The Infrastructure Department is responsible for the availability, reliability, performance, and scalability of GitLab.com and other supporting services. These responsibilities have cost efficiency as an additional driving force, reinforced by the properly prioritized dogfooding efforts. Many other departments and teams also contribute to the success of our service. It is the responsibility of the Infrastructure Department to drive ongoing accountability by closing the feedback loop with monitoring and metrics.
We are a blend of operations gearheads and software crafters whose highest priority is the protection of the integrity and reliability of the operational environments that support GitLab.com. We apply sound engineering principles, a healthy dose of operational discipline, and the selection of technologies to build mature automation that safeguards the operational environment while driving changes through it. We aim to make GitLab.com ready for mission-critical customer workloads, and we strive for excellence every day by living and breathing GitLab's values as our guiding operating principles in every decision we make and every action we take.

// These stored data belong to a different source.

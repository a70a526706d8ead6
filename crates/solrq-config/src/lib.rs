//! Search configuration for Solrq parameter builders.
//!
//! Loads the TOML configuration document and exposes the read-only
//! accessor traits that parameter builders are constructed from.
//!
//! # Example
//!
//! ```
//! use solrq_config::{GroupingSettings, SearchConfiguration};
//!
//! let config = SearchConfiguration::from_toml_str(
//!     r#"
//!     [search.grouping]
//!     enabled = true
//!
//!     [search.grouping.groups.category]
//!     field = "category_s"
//!     "#,
//! )
//! .unwrap();
//!
//! assert!(config.is_grouping_enabled());
//! assert_eq!(config.grouping_group_definitions().len(), 1);
//! ```

mod de;
pub mod grouping;
pub mod search;

pub use grouping::{GroupDefinition, GroupingConfiguration, GroupingSettings};
pub use search::{SearchConfiguration, SearchSection, PROJECT_NAME};
//! Result grouping configuration.
//!
//! Maps the `[search.grouping]` table:
//!
//! ```toml
//! [search.grouping]
//! enabled = true
//! number_of_groups = 5
//! results_per_group = 1
//!
//! [search.grouping.groups.category]
//! field = "category_s"
//! results_per_group = 3
//!
//! [search.grouping.groups.cheap]
//! query = "price:[0 TO 10]"
//! sort_by = "price asc"
//! ```
//!
//! Groups are kept in declaration order.

use indexmap::IndexMap;
use serde::{Deserialize, Serialize};

use crate::de::{lenient_bool, lenient_i64, lenient_opt_i64};

/// One named group: either a field or a query to group by, optionally
/// sorted within the group.
#[derive(Debug, Clone, Default, PartialEq, Eq, Serialize, Deserialize)]
pub struct GroupDefinition {
    /// Field whose values form the groups.
    #[serde(default, skip_serializing_if = "Option::is_none")]
    pub field: Option<String>,

    /// Query whose matches form one group. Ignored when `field` is set.
    #[serde(default, skip_serializing_if = "Option::is_none")]
    pub query: Option<String>,

    /// Sort clause applied inside the group.
    #[serde(default, alias = "sortBy", skip_serializing_if = "Option::is_none")]
    pub sort_by: Option<String>,

    /// Per-group result limit, considered for the highest results limit.
    #[serde(
        default,
        alias = "resultsPerGroup",
        deserialize_with = "lenient_opt_i64",
        skip_serializing_if = "Option::is_none"
    )]
    pub results_per_group: Option<i64>,
}

impl GroupDefinition {
    /// Group by the values of `field`.
    pub fn field(field: impl Into<String>) -> Self {
        Self {
            field: Some(field.into()),
            ..Default::default()
        }
    }

    /// Group by the documents matching `query`.
    pub fn query(query: impl Into<String>) -> Self {
        Self {
            query: Some(query.into()),
            ..Default::default()
        }
    }

    /// Set the in-group sort clause.
    pub fn with_sort_by(mut self, sort_by: impl Into<String>) -> Self {
        self.sort_by = Some(sort_by.into());
        self
    }

    /// Set the per-group result limit.
    pub fn with_results_per_group(mut self, limit: i64) -> Self {
        self.results_per_group = Some(limit);
        self
    }
}

/// The `[search.grouping]` table.
#[derive(Debug, Clone, PartialEq, Eq, Serialize, Deserialize)]
#[serde(default)]
pub struct GroupingConfiguration {
    /// Master switch for result grouping.
    #[serde(deserialize_with = "lenient_bool")]
    pub enabled: bool,

    /// Target number of groups.
    #[serde(alias = "numberOfGroups", deserialize_with = "lenient_i64")]
    pub number_of_groups: i64,

    /// Default maximum number of rows per group.
    #[serde(alias = "resultsPerGroup", deserialize_with = "lenient_i64")]
    pub results_per_group: i64,

    /// Emit sort clauses as `group.field` for compatibility with deployments
    /// that relied on that behaviour.
    #[serde(deserialize_with = "lenient_bool")]
    pub legacy_field_source: bool,

    /// Named group definitions, in declaration order.
    pub groups: IndexMap<String, GroupDefinition>,
}

impl Default for GroupingConfiguration {
    fn default() -> Self {
        Self {
            enabled: false,
            number_of_groups: 5,
            results_per_group: 1,
            legacy_field_source: false,
            groups: IndexMap::new(),
        }
    }
}

impl GroupingConfiguration {
    /// Largest results-per-group value among the global default and every
    /// group that declares its own limit.
    pub fn highest_results_limit(&self) -> i64 {
        self.groups
            .values()
            .filter_map(|group| group.results_per_group)
            .fold(self.results_per_group, i64::max)
    }
}

/// Read access to grouping settings.
///
/// This is the contract the grouping parameter builder consumes; any
/// configuration layer able to answer these questions can drive it.
pub trait GroupingSettings {
    /// Whether grouping is switched on.
    fn is_grouping_enabled(&self) -> bool;

    /// Group definitions keyed by name, in declaration order.
    fn grouping_group_definitions(&self) -> &IndexMap<String, GroupDefinition>;

    /// Target number of groups.
    fn grouping_number_of_groups(&self) -> i64;

    /// Maximum results-per-group across all configured groups.
    fn grouping_highest_results_limit(&self) -> i64;

    /// Whether `group.field` should carry sort clauses instead of field names.
    fn grouping_legacy_field_source(&self) -> bool {
        false
    }
}

impl GroupingSettings for GroupingConfiguration {
    fn is_grouping_enabled(&self) -> bool {
        self.enabled
    }

    fn grouping_group_definitions(&self) -> &IndexMap<String, GroupDefinition> {
        &self.groups
    }

    fn grouping_number_of_groups(&self) -> i64 {
        self.number_of_groups
    }

    fn grouping_highest_results_limit(&self) -> i64 {
        self.highest_results_limit()
    }

    fn grouping_legacy_field_source(&self) -> bool {
        self.legacy_field_source
    }
}

// ============================================================================
// Tests
// ============================================================================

The Infrastructure Department work towards completing the vision for enterprise grade ready GitLab SaaS platform is conducted in a number of ways. Through writing up Designs, setting quarterly OKR's but also by driving projects that span multiple quarters.
GitLab uses Objectives and Key Results (OKRs) as quarterly goals to execute our strategy to make sure [said] goals are clearly defined and aligned throughout the organization. We capture the objectives in issues.
Initiatives driven within the Infrastructure Department, often spanning multiple quarters, are represented on the Infrastructure Department epic.
One of the strategic initiatives that is driving us towards the vision, aligned with the company direction strategy, is GitLab.com running on the Kubernetes platform.
Other strategic initiatives to achieve this vision are driven by the needs of enterprise customers looking to adopt GitLab.com. The GitLab.com strategy catalogs top customer requests for the SaaS offering and outlines strategic initiatves across both Infrastructure and Stage Groups needed to address these gaps.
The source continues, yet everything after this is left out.